Hundreds of readers responded to last week’s column about airport security. These were letters from Americans who fit no terrorist profile – airline pilots, mothers traveling with children, disabled people, elderly and other law-abiding Americans – and yet were frisked, groped and hassled. The Transportation Security Administration (TSA) behaves as if all passengers and all baggage pose an equal security threat, and that’s stupid, because not nearly all passengers and baggage pose a security threat. They’ve seized articles such as tweezers, toy soldiers, hat pins, sewing scissors and other items they deem as threatening to flight security.
I’ve solved my problem with the TSA. They have their procedures, and I have mine. Mine include minimizing my exposure to stupidity. Therefore, where I used to board a commercial flight three or four times a month, over the last three years, I’ve reduced it to once, maybe twice, a year.
Some of the letters reported more stupidity on behalf of the TSA than I imagined. I’ll highlight some of them. One person wrote that he, his wife and son were stopped, questioned and searched at length by TSA and FBI officials. It turned out there was a terror alert for a person named Harry Smith (not the true name). The couple’s 5-year-old son’s name was also Harry Smith.
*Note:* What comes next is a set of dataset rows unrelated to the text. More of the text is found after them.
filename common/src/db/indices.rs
use std::fmt::Debug;

#[derive(Clone, Copy, PartialEq, Eq, Hash, PartialOrd, Ord)]
#[repr(transparent)]
pub struct NetId(pub u32);

impl NetId {
    #[inline(always)]
    pub fn new(id: usize) -> Self {
        Self(id as u32)
    }
    #[inline(always)]
    pub fn index(&self) -> usize {
        self.0 as usize
    }
}

impl Debug for NetId {
    fn fmt(&self, f: &mut std::fmt::Formatter<'_>) -> std::fmt::Result {
        write!(f, "NetId({})", self.0)
    }
}
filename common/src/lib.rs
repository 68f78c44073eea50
pub mod db;
pub mod geom;
pub mod util;
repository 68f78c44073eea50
use crate::grid::RoutingGrid;
use groute_common::db::core::{RoutedNet, RoutingResult, Segment};

/// Physical length of a segment: pitches crossed, or the via cost.
pub fn segment_cost<G: RoutingGrid + ?Sized>(grid: &G, seg: &Segment) -> u64 {
    if seg.is_via() {
        return grid.wl_via_cost() * seg.from.layer.abs_diff(seg.to.layer) as u64;
    }
    let mut cost = 0;
    if seg.from.col != seg.to.col {
        for col in seg.from.col.min(seg.to.col)..seg.from.col.max(seg.to.col) {
            cost += grid.horizontal_dist(col);
        }
    } else if seg.from.row != seg.to.row {
        for row in seg.from.row.min(seg.to.row)..seg.from.row.max(seg.to.row) {
            cost += grid.vertical_dist(row);
        }
    }
    cost
}

pub fn net_cost<G: RoutingGrid + ?Sized>(grid: &G, net: &RoutedNet) -> u64 {
    net.segments.iter().map(|s| segment_cost(grid, s)).sum()
}

pub fn total_cost<G: RoutingGrid + ?Sized>(grid: &G, result: &RoutingResult) -> u64 {
    result.nets.iter().map(|n| net_cost(grid, n)).sum()
}

#[cfg(test)]
mod tests {
    use super::*;
    use crate::grid::DenseGrid;
    use groute_common::db::benchmark::{GridSpec, LayerSpec};
    use groute_common::db::core::LayerDirection;
    use groute_common::geom::coord::Coord3D;

    #[test]
    fn sums_pitches_and_vias() {
        let spec = GridSpec {
            layers: vec![
                LayerSpec {
                    direction: LayerDirection::Horizontal,
                    capacity: 1,
                },
                LayerSpec {
                    direction: LayerDirection::Vertical,
                    capacity: 1,
                },
            ],
            columns: 3,
            rows: 3,
            horizontal_dist: vec![5, 7, 0],
            vertical_dist: vec![11, 13, 0],
            via_cost: 100,
            capacity_overrides: Vec::new(),
        };
        let grid = DenseGrid::new(&spec).unwrap();
        let path = [
            Coord3D::new(0, 2, 0),
            Coord3D::new(0, 1, 0),
            Coord3D::new(0, 0, 0),
            Coord3D::new(1, 0, 0),
            Coord3D::new(1, 0, 1),
            Coord3D::new(1, 0, 2),
        ];
        let routed = RoutedNet::from_path("n", &path);
        assert_eq!(net_cost(&grid, &routed), 12 + 100 + 24);

        let result = RoutingResult {
            nets: vec![routed, RoutedNet::from_path("dot", &[Coord3D::new(1, 1, 1)])],
        };
        assert_eq!(total_cost(&grid, &result), 136);
    }
}
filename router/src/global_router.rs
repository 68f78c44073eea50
//! Negotiated-congestion rip-up and reroute.
//!
//! Nets are routed one at a time against the live demand left by every net
//! before them. After each sweep the overflow is scored, history is charged
//! on overfull GCells, and the best solution seen so far is kept. The loop
//! ends on zero overflow (after a few wirelength refinement sweeps), on the
//! iteration cap, or on the wall-clock budget. When progress stalls, every
//! net is rerouted once.

use crate::algo::cost::{CostParams, compute_vertex_costs};
use crate::algo::heuristic::PitchHeuristic;
use crate::algo::search;
use crate::error::{Result, RouterError};
use crate::graph::{Graph, build_graph_from_grid};
use crate::grid::RoutingGrid;
use crate::path::{extract_path, fallback_path};
use crate::utils::wirelength::total_cost;
use groute_common::db::core::{Net, RoutedNet, RoutingResult};
use groute_common::db::indices::NetId;
use groute_common::geom::coord::Coord3D;
use groute_common::util::config::GlobalRoutingConfig;
use groute_common::util::profiler::ScopedTimer;
use std::time::{Duration, Instant};

/// Solution quality, compared lexicographically: overflow, then wirelength.
#[derive(Clone, Copy, Debug, PartialEq, Eq, PartialOrd, Ord)]
pub struct Score {
    pub overflow: u64,
    pub cost: u64,
}

#[derive(Clone, Copy, Debug, PartialEq, Eq)]
pub enum StopReason {
    Converged,
    IterationLimit,
    TimeLimit,
}

#[derive(Clone, Debug)]
pub struct IterationStats {
    pub iteration: usize,
    pub score: Score,
    pub best: Score,
    pub rerouted: usize,
    /// Every net was rerouted to escape stagnation.
    pub forced: bool,
    pub fallbacks: usize,
}

#[derive(Clone, Debug)]
pub struct RoutingStats {
    pub iterations: Vec<IterationStats>,
    pub stop_reason: StopReason,
    pub best: Score,
    pub elapsed: Duration,
}

#[derive(Clone, Debug)]
pub struct RoutingOutcome {
    pub result: RoutingResult,
    /// GCell walk of each net, parallel to `result.nets`.
    pub paths: Vec<Vec<Coord3D>>,
    pub stats: RoutingStats,
}

#[derive(Clone)]
struct Snapshot {
    score: Score,
    result: RoutingResult,
    paths: Vec<Vec<Coord3D>>,
}

enum Verdict {
    Continue,
    Stop(StopReason),
}

/// Owns the grid, graph and history for one routing run.
pub struct RipUpRerouter<'a, G: RoutingGrid + ?Sized> {
    grid: &'a mut G,
    nets: &'a [Net],
    config: &'a GlobalRoutingConfig,
    params: CostParams,
    graph: Graph,
    heuristic: PitchHeuristic,
    history: Vec<u64>,
    paths: Vec<Vec<Coord3D>>,
    current: RoutingResult,
    static_order: Vec<usize>,
    best: Option<Snapshot>,
    // Stagnation is measured against this; an escape clears it, `best` stays.
    reference: Option<Score>,
    stagnation: usize,
    grace: usize,
    force_reroute_all: bool,
    refinement_left: usize,
    fallbacks: usize,
    // Started in `new`, so graph construction counts against the budget.
    timer: ScopedTimer,
}

impl<'a, G: RoutingGrid + ?Sized> RipUpRerouter<'a, G> {
    pub fn new(
        grid: &'a mut G,
        nets: &'a [Net],
        config: &'a GlobalRoutingConfig,
    ) -> Result<Self> {
        let timer = ScopedTimer::new("Global routing");
        let num_gcells = grid.num_gcells();
        if num_gcells == 0 {
            return Err(RouterError::EmptyGrid);
        }
        for net in nets {
            for pin in [net.pin1, net.pin2] {
                if !grid.contains(pin) {
                    return Err(RouterError::PinOutOfBounds {
                        net: net.name.clone(),
                        pin,
                        layers: grid.num_layers(),
                        columns: grid.x_size(),
                        rows: grid.y_size(),
                    });
                }
            }
        }

        grid.reset_demand();
        let graph = {
            let _timer = ScopedTimer::with_level("GR graph construction", log::Level::Debug);
            build_graph_from_grid(&*grid)
        };
        let heuristic = PitchHeuristic::new(&*grid);

        // Short nets first: they have the fewest alternatives.
        let mut static_order: Vec<usize> = (0..nets.len()).collect();
        static_order.sort_by_key(|&i| (nets[i].span(), i));

        Ok(Self {
            grid,
            nets,
            config,
            params: CostParams::from_config(config),
            graph,
            heuristic,
            history: vec![0; num_gcells],
            paths: vec![Vec::new(); nets.len()],
            current: RoutingResult::with_nets(nets.len()),
            static_order,
            best: None,
            reference: None,
            stagnation: 0,
            grace: 0,
            force_reroute_all: false,
            refinement_left: config.refinement_iterations,
            fallbacks: 0,
            timer,
        })
    }

    pub fn run(mut self) -> Result<RoutingOutcome> {
        let time_limit = Duration::from_secs(self.config.time_limit_secs);
        let max_iterations = self.config.max_iterations.max(1);
        let mut iterations = Vec::new();
        let mut stop_reason = StopReason::IterationLimit;
        let mut last_overflow = u64::MAX;

        log::info!(
            "GR: Routing {} nets on {} GCells ({:?})...",
            self.nets.len(),
            self.grid.num_gcells(),
            self.config.algorithm
        );

        for iteration in 1..=max_iterations {
            let start = Instant::now();
            let forced = self.force_reroute_all;
            let order = self.net_order(iteration, last_overflow);
            self.force_reroute_all = false;

            let fallbacks_before = self.fallbacks;
            for &net_idx in &order {
                self.reroute_net(net_idx)?;
            }

            let score = self.evaluate(iteration);
            last_overflow = score.overflow;
            let best = self.best_score();

            log::info!(
                "GR Iter {}: Overflow: {}, Cost: {}, Best: {}/{}, Rerouted: {}{}, Time: {}ms",
                iteration,
                score.overflow,
                score.cost,
                best.overflow,
                best.cost,
                order.len(),
                if forced { " (forced)" } else { "" },
                start.elapsed().as_millis()
            );

            iterations.push(IterationStats {
                iteration,
                score,
                best,
                rerouted: order.len(),
                forced,
                fallbacks: self.fallbacks - fallbacks_before,
            });

            if let Verdict::Stop(reason) =
                self.check_stop(iteration, max_iterations, self.timer.elapsed(), time_limit)
            {
                stop_reason = reason;
                break;
            }
        }

        let best = match self.best.take() {
            Some(snapshot) => snapshot,
            None => Snapshot {
                score: Score {
                    overflow: self.grid.total_overflow(),
                    cost: total_cost(&*self.grid, &self.current),
                },
                result: self.current.clone(),
                paths: self.paths.clone(),
            },
        };
        self.restore(&best)?;

        match stop_reason {
            StopReason::Converged => log::info!(
                "Global Routing Converged after {} iterations (cost {}).",
                iterations.len(),
                best.score.cost
            ),
            reason => {
                if best.score.overflow > 0 {
                    log::warn!(
                        "GR: Stopped on {:?} with overflow {}. Returning best solution (cost {}).",
                        reason,
                        best.score.overflow,
                        best.score.cost
                    );
                } else {
                    log::info!(
                        "GR: Stopped on {:?} with a legal solution (cost {}).",
                        reason,
                        best.score.cost
                    );
                }
            }
        }

        Ok(RoutingOutcome {
            result: best.result,
            paths: best.paths,
            stats: RoutingStats {
                iterations,
                stop_reason,
                best: best.score,
                elapsed: self.timer.elapsed(),
            },
        })
    }

    fn best_score(&self) -> Score {
        self.best.as_ref().map_or(
            Score {
                overflow: u64::MAX,
                cost: u64::MAX,
            },
            |b| b.score,
        )
    }

    /// Iteration 1 and legal states sweep all nets in static order. Otherwise
    /// only nets touching an overfull GCell are rerouted, most hits first,
    /// unless a stagnation escape asks for every net.
    fn net_order(&self, iteration: usize, last_overflow: u64) -> Vec<usize> {
        if iteration == 1 || (last_overflow == 0 && !self.force_reroute_all) {
            return self.static_order.clone();
        }

        let hits: Vec<usize> = self
            .paths
            .iter()
            .map(|path| path.iter().filter(|&&c| self.grid.is_overfull(c)).count())
            .collect();

        let mut order: Vec<usize> = self
            .static_order
            .iter()
            .copied()
            .filter(|&i| self.force_reroute_all || hits[i] > 0)
            .collect();
        // Stable, so equal scores keep the static order.
        order.sort_by(|&a, &b| hits[b].cmp(&hits[a]));
        order
    }

    fn reroute_net(&mut self, net_idx: usize) -> Result<()> {
        let nets = self.nets;
        let net = &nets[net_idx];
        let id = NetId::new(net_idx);

        let old = std::mem::take(&mut self.paths[net_idx]);
        for &c in &old {
            self.grid.remove_demand_for_net_gcell(id, c)?;
        }

        let costs = compute_vertex_costs(&*self.grid, &self.history, &self.params);
        let source = self.grid.gcell_index(net.pin1);
        let target = self.grid.gcell_index(net.pin2);
        let found = search(
            self.config.algorithm,
            &self.graph,
            &self.heuristic,
            source,
            target,
            &costs,
        );

        let path = match extract_path(&*self.grid, &found, source, target) {
            Ok(path) => path,
            Err(e) => {
                if e.is_malformed_chain() {
                    log::error!("GR: Malformed search result for net '{}': {}", net.name, e);
                } else {
                    log::warn!("GR: Using fallback route for net '{}': {}", net.name, e);
                }
                self.fallbacks += 1;
                fallback_path(&*self.grid, net)
            }
        };

        log::debug!(
            "GR: net '{}' routed through {} GCells (search cost {})",
            net.name,
            path.len(),
            found.dist[target]
        );

        for &c in &path {
            self.grid.add_demand_for_net_gcell(id, c);
        }
        self.current.set(id, RoutedNet::from_path(net.name.clone(), &path));
        self.paths[net_idx] = path;
        Ok(())
    }

    fn evaluate(&mut self, iteration: usize) -> Score {
        let escalate = self.best_score().overflow != 0;
        let increment = if escalate {
            self.config
                .history_increment
                .saturating_mul(iteration as u64)
        } else {
            0
        };

        let mut overflow = 0u64;
        for i in 0..self.grid.num_gcells() {
            let over = self.grid.overflow_by_index(i);
            if over > 0 {
                overflow += over as u64;
                self.history[i] = self.history[i].saturating_add(increment);
            }
        }

        let score = Score {
            overflow,
            cost: total_cost(&*self.grid, &self.current),
        };

        let won = self.best.as_ref().is_none_or(|b| score < b.score);
        if won {
            self.best = Some(Snapshot {
                score,
                result: self.current.clone(),
                paths: self.paths.clone(),
            });
            if score.overflow == 0 {
                for h in &mut self.history {
                    *h >>= 1;
                }
            }
        } else if self.best_score().overflow == 0 {
            let decay = self.config.history_decay;
            for h in &mut self.history {
                *h = (*h as f64 * decay) as u64;
            }
        }

        let in_grace = self.grace > 0;
        self.grace = self.grace.saturating_sub(1);
        if self.reference.is_none_or(|r| score < r) {
            self.reference = Some(score);
            self.stagnation = 0;
        } else if !in_grace {
            self.stagnation += 1;
        }

        score
    }

    fn check_stop(
        &mut self,
        iteration: usize,
        max_iterations: usize,
        elapsed: Duration,
        time_limit: Duration,
    ) -> Verdict {
        if self.best_score().overflow == 0 {
            if self.refinement_left == 0 {
                return Verdict::Stop(StopReason::Converged);
            }
            self.refinement_left -= 1;
        }
        if iteration >= max_iterations {
            return Verdict::Stop(StopReason::IterationLimit);
        }
        if elapsed >= time_limit {
            log::warn!(
                "GR: Time limit reached ({:.1}s) after iter {}",
                elapsed.as_secs_f32(),
                iteration
            );
            return Verdict::Stop(StopReason::TimeLimit);
        }
        let threshold = self.config.stagnation_threshold;
        if threshold > 0 && self.stagnation >= threshold {
            log::warn!(
                "GR: Stagnation detected ({} iterations without progress), rerouting all nets",
                self.stagnation
            );
            self.force_reroute_all = true;
            self.stagnation = 0;
            self.reference = None;
            self.grace = self.config.escape_grace_iterations;
        }
        Verdict::Continue
    }

    /// Puts the grid demand back to the snapshot's paths.
    fn restore(&mut self, snapshot: &Snapshot) -> Result<()> {
        if snapshot.paths == self.paths {
            return Ok(());
        }
        for (idx, path) in self.paths.iter().enumerate() {
            for &c in path {
                self.grid.remove_demand_for_net_gcell(NetId::new(idx), c)?;
            }
        }
        for (idx, path) in snapshot.paths.iter().enumerate() {
            for &c in path {
                self.grid.add_demand_for_net_gcell(NetId::new(idx), c);
            }
        }
        self.paths = snapshot.paths.clone();
        self.current = snapshot.result.clone();
        Ok(())
    }
}

/// Routes `nets` on `grid`. Demand left on the grid matches the returned
/// solution.
pub fn run<G: RoutingGrid + ?Sized>(
    grid: &mut G,
    nets: &[Net],
    config: &GlobalRoutingConfig,
) -> Result<RoutingOutcome> {
    RipUpRerouter::new(grid, nets, config)?.run()
}
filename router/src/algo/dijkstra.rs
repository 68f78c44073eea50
use super::{INF, ShortestPaths};
use crate::graph::Graph;
use priority_queue::PriorityQueue;
use std::cmp::Reverse;

/// Single-source shortest paths. Relaxing `u -> v` costs the edge's base cost
/// plus `vertex_cost[v]`. With a `target` the search stops once it is settled.
pub fn dijkstra(
    graph: &Graph,
    source: usize,
    target: Option<usize>,
    vertex_cost: &[u64],
) -> ShortestPaths {
    let mut paths = ShortestPaths::new(graph.num_vertices());
    // Decrease-key queue: a vertex is queued at most once.
    let mut queue: PriorityQueue<usize, Reverse<u64>> = PriorityQueue::new();

    paths.dist[source] = 0;
    queue.push(source, Reverse(0));

    while let Some((u, Reverse(d))) = queue.pop() {
        if Some(u) == target {
            break;
        }
        for e in graph.adj(u) {
            let candidate = d.saturating_add(e.base_cost).saturating_add(vertex_cost[e.to]);
            if candidate < paths.dist[e.to] && candidate < INF {
                paths.dist[e.to] = candidate;
                paths.prev[e.to] = Some(u);
                queue.push_increase(e.to, Reverse(candidate));
            }
        }
    }

    paths
}
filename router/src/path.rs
use crate::algo::ShortestPaths;
use crate::grid::RoutingGrid;
use groute_common::db::core::{LayerDirection, Net};
use groute_common::geom::coord::Coord3D;

/// Why a search result could not be turned into a path.
#[derive(Debug, Clone, PartialEq, Eq, thiserror::Error)]
pub enum PathError {
    #[error("vertex {to} is unreachable from vertex {from}")]
    Unreachable { from: usize, to: usize },
    #[error("predecessor {index} is outside the {len}-vertex graph")]
    PredecessorOutOfRange { index: usize, len: usize },
    #[error("predecessor chain does not terminate after {steps} steps")]
    PredecessorCycle { steps: usize },
    #[error("predecessor chain stops at vertex {vertex} before reaching the source")]
    BrokenChain { vertex: usize },
}

impl PathError {
    /// Chain defects point at a search bug rather than a disconnected graph.
    pub fn is_malformed_chain(&self) -> bool {
        !matches!(self, PathError::Unreachable { .. })
    }
}

/// Walks `prev` back from `target` and returns the GCells from `source` to
/// `target` inclusive.
pub fn reconstruct_path<G: RoutingGrid + ?Sized>(
    grid: &G,
    source: usize,
    target: usize,
    prev: &[Option<usize>],
) -> Result<Vec<Coord3D>, PathError> {
    let len = prev.len();
    for index in [source, target] {
        if index >= len {
            return Err(PathError::PredecessorOutOfRange { index, len });
        }
    }

    let mut path = Vec::new();
    let mut cur = target;
    while cur != source {
        if path.len() >= len {
            return Err(PathError::PredecessorCycle { steps: path.len() });
        }
        path.push(grid.from_index(cur));
        cur = match prev[cur] {
            None => return Err(PathError::BrokenChain { vertex: cur }),
            Some(p) if p >= len => return Err(PathError::PredecessorOutOfRange { index: p, len }),
            Some(p) => p,
        };
    }
    path.push(grid.from_index(source));
    path.reverse();
    Ok(path)
}

/// Checks reachability, then reconstructs.
pub fn extract_path<G: RoutingGrid + ?Sized>(
    grid: &G,
    paths: &ShortestPaths,
    source: usize,
    target: usize,
) -> Result<Vec<Coord3D>, PathError> {
    if !paths.reached(target) {
        return Err(PathError::Unreachable {
            from: source,
            to: target,
        });
    }
    reconstruct_path(grid, source, target, &paths.prev)
}

fn nearest_layer<G: RoutingGrid + ?Sized>(grid: &G, from: u8, dir: LayerDirection) -> Option<u8> {
    let layers = grid.num_layers();
    (1..layers).find_map(|d| {
        let below = from.checked_sub(d).filter(|&l| grid.layer_info(l).direction == dir);
        let above = from
            .checked_add(d)
            .filter(|&l| l < layers && grid.layer_info(l).direction == dir);
        below.or(above)
    })
}

fn step_layer_to(cur: &mut Coord3D, layer: u8, path: &mut Vec<Coord3D>) {
    while cur.layer != layer {
        if cur.layer < layer {
            cur.layer += 1;
        } else {
            cur.layer -= 1;
        }
        path.push(*cur);
    }
}

fn align_layer<G: RoutingGrid + ?Sized>(
    grid: &G,
    cur: &mut Coord3D,
    dir: LayerDirection,
    path: &mut Vec<Coord3D>,
) {
    if grid.layer_info(cur.layer).direction == dir {
        return;
    }
    if let Some(layer) = nearest_layer(grid, cur.layer, dir) {
        step_layer_to(cur, layer, path);
    }
}

/// Congestion-blind route: columns first on a horizontal layer, then rows on
/// a vertical layer, then vias to the target layer. Every step moves along a
/// single axis by one. Without a layer of the needed direction it moves on
/// the current layer.
pub fn fallback_path<G: RoutingGrid + ?Sized>(grid: &G, net: &Net) -> Vec<Coord3D> {
    let target = net.pin2;
    let mut cur = net.pin1;
    let mut path = vec![cur];

    while cur.col != target.col {
        align_layer(grid, &mut cur, LayerDirection::Horizontal, &mut path);
        if cur.col < target.col {
            cur.col += 1;
        } else {
            cur.col -= 1;
        }
        path.push(cur);
    }

    while cur.row != target.row {
        align_layer(grid, &mut cur, LayerDirection::Vertical, &mut path);
        if cur.row < target.row {
            cur.row += 1;
        } else {
            cur.row -= 1;
        }
        path.push(cur);
    }

    step_layer_to(&mut cur, target.layer, &mut path);
    path
}

#[cfg(test)]
mod tests {
    use super::*;
    use crate::algo::astar::astar;
    use crate::algo::heuristic::PitchHeuristic;
    use crate::graph::Graph;
    use crate::grid::testing::{HV, uniform_grid};
    use groute_common::db::core::RoutedNet;

    fn c(layer: u8, col: u32, row: u32) -> Coord3D {
        Coord3D::new(layer, col, row)
    }

    fn assert_walk(path: &[Coord3D], net: &Net) {
        assert_eq!(path.first(), Some(&net.pin1));
        assert_eq!(path.last(), Some(&net.pin2));
        for w in path.windows(2) {
            assert!(w[0].is_adjacent(&w[1]), "{} -> {}", w[0], w[1]);
        }
    }

    #[test]
    fn reconstructs_in_traversal_order() {
        let grid = uniform_grid(&HV, 3, 1, 1, 1, 1);
        // vertices 0,1,2 on layer 0 row 0
        let mut prev = vec![None; grid.num_gcells()];
        prev[1] = Some(0);
        prev[2] = Some(1);
        let path = reconstruct_path(&grid, 0, 2, &prev).unwrap();
        assert_eq!(path, vec![c(0, 0, 0), c(0, 1, 0), c(0, 2, 0)]);
    }

    #[test]
    fn degenerate_source_is_single_cell() {
        let grid = uniform_grid(&HV, 2, 2, 1, 1, 1);
        let prev = vec![None; grid.num_gcells()];
        let path = reconstruct_path(&grid, 5, 5, &prev).unwrap();
        assert_eq!(path, vec![grid.from_index(5)]);
    }

    #[test]
    fn detects_malformed_chains() {
        let grid = uniform_grid(&HV, 2, 2, 1, 1, 1);
        let n = grid.num_gcells();

        let mut cyclic = vec![None; n];
        cyclic[2] = Some(3);
        cyclic[3] = Some(2);
        let err = reconstruct_path(&grid, 0, 3, &cyclic).unwrap_err();
        assert!(matches!(err, PathError::PredecessorCycle { .. }));
        assert!(err.is_malformed_chain());

        let mut out_of_range = vec![None; n];
        out_of_range[3] = Some(99);
        assert!(matches!(
            reconstruct_path(&grid, 0, 3, &out_of_range),
            Err(PathError::PredecessorOutOfRange { index: 99, .. })
        ));

        let mut broken = vec![None; n];
        broken[3] = Some(1);
        assert_eq!(
            reconstruct_path(&grid, 0, 3, &broken),
            Err(PathError::BrokenChain { vertex: 1 })
        );

        assert!(matches!(
            reconstruct_path(&grid, 0, n, &broken),
            Err(PathError::PredecessorOutOfRange { .. })
        ));
    }

    #[test]
    fn fallback_connects_pins() {
        let grid = uniform_grid(&HV, 5, 4, 1, 1, 1);
        let nets = [
            Net::new("a", c(0, 0, 0), c(0, 4, 3)),
            Net::new("b", c(1, 4, 3), c(0, 0, 0)),
            Net::new("c", c(1, 2, 0), c(1, 2, 3)),
            Net::new("d", c(0, 3, 1), c(1, 3, 1)),
            Net::new("e", c(1, 1, 1), c(1, 1, 1)),
        ];
        for net in &nets {
            let path = fallback_path(&grid, net);
            assert!(!path.is_empty());
            assert_walk(&path, net);
            for w in path.windows(2) {
                if w[0].layer == w[1].layer && w[0].col != w[1].col {
                    assert_eq!(grid.layer_info(w[0].layer).direction, LayerDirection::Horizontal);
                }
                if w[0].layer == w[1].layer && w[0].row != w[1].row {
                    assert_eq!(grid.layer_info(w[0].layer).direction, LayerDirection::Vertical);
                }
            }
        }
    }

    #[test]
    fn fallback_walks_through_intermediate_layers() {
        let dirs = [
            LayerDirection::Vertical,
            LayerDirection::Vertical,
            LayerDirection::Horizontal,
        ];
        let grid = uniform_grid(&dirs, 3, 3, 1, 1, 1);
        let net = Net::new("deep", c(0, 0, 0), c(0, 2, 2));
        let path = fallback_path(&grid, &net);
        assert_walk(&path, &net);
        assert!(path.iter().any(|p| p.layer == 2));
    }

    #[test]
    fn disconnected_layers_fall_back_with_one_via() {
        let grid = uniform_grid(&HV, 3, 3, 1, 1, 1);
        // Planar edges only.
        let mut g = Graph::new(grid.num_gcells());
        for row in 0..3 {
            for col in 0..2 {
                g.add_bidirectional(
                    grid.gcell_index(c(0, col, row)),
                    grid.gcell_index(c(0, col + 1, row)),
                    1,
                );
            }
        }
        for row in 0..2 {
            for col in 0..3 {
                g.add_bidirectional(
                    grid.gcell_index(c(1, col, row)),
                    grid.gcell_index(c(1, col, row + 1)),
                    1,
                );
            }
        }

        let net = Net::new("cross", c(0, 0, 0), c(1, 0, 2));
        let source = grid.gcell_index(net.pin1);
        let target = grid.gcell_index(net.pin2);
        let h = PitchHeuristic::new(&grid);
        let result = astar(&g, &h, source, target, &vec![0; grid.num_gcells()]);
        assert!(!result.reached(target));
        assert_eq!(
            extract_path(&grid, &result, source, target),
            Err(PathError::Unreachable {
                from: source,
                to: target
            })
        );

        let path = fallback_path(&grid, &net);
        assert_walk(&path, &net);
        let routed = RoutedNet::from_path("cross", &path);
        assert_eq!(routed.num_vias(), 1);
    }
}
How much brains do you think it requires for the FBI and TSA to immediately realize that their 5-year-old son was the wrong Harry Smith?
Another writer wrote about his 88-year-old, hunched over, arthritis-ridden father, barely able to walk, being searched, questioned and scanned and, as a result, brought to tears. Airline pilots going through security are searched and asked to empty their pockets, even though they wear photo identification tags and the TSA accepts the fact that they’re indeed pilots. Here’s my question: If a pilot wanted to fly a plane into a building, would he need a weapon to do so?
There’s little threat of another 9-11 hijacking event. First, sky marshals are randomly assigned to flights. But more important than that is if a hijacking occurred, passengers, knowing they were being flown to their death, would subdue the hijackers. Giving them greater incentive to do so is the likelihood of an F-14 fighter jet flying up to shoot the plane down. The greater threat to airport security is the placement of a bomb onboard. The TSA practice of seizing harmless personal items from passengers is a waste of resources. Fortunately, the TSA now permits some items formerly prohibited, such as knitting needles, corkscrews and cigar cutters.
Let’s apply a bit of economic analysis to the TSA. There’s little cost borne by the TSA for harassing passengers. Screeners have an eight-hour-a-day job. So if you have to wait in long lines, be harassed and miss your plane, what’s it to them, considering the docile passenger response? Many Americans accept the TSA policy, saying that it makes them feel safer. I’d ask those Americans how much safer they would feel seeing an 88-year-old arthritic man, barely able to walk, given the treatment. Asking the question whether every passenger is a security threat is similar to a munitions manufacturer asking whether every hand grenade is good. A munitions manufacturer wouldn’t pull the pin on every hand grenade to see if it was a dud. He’d devise a test, otherwise he’d bear huge costs by assuming each hand grenade had the equal probability of being a dud. Similarly, the TSA should devise a test to determine which passenger poses the higher probability of being a security threat. A good start might be to establish passenger characteristics of previous terrorist attacks.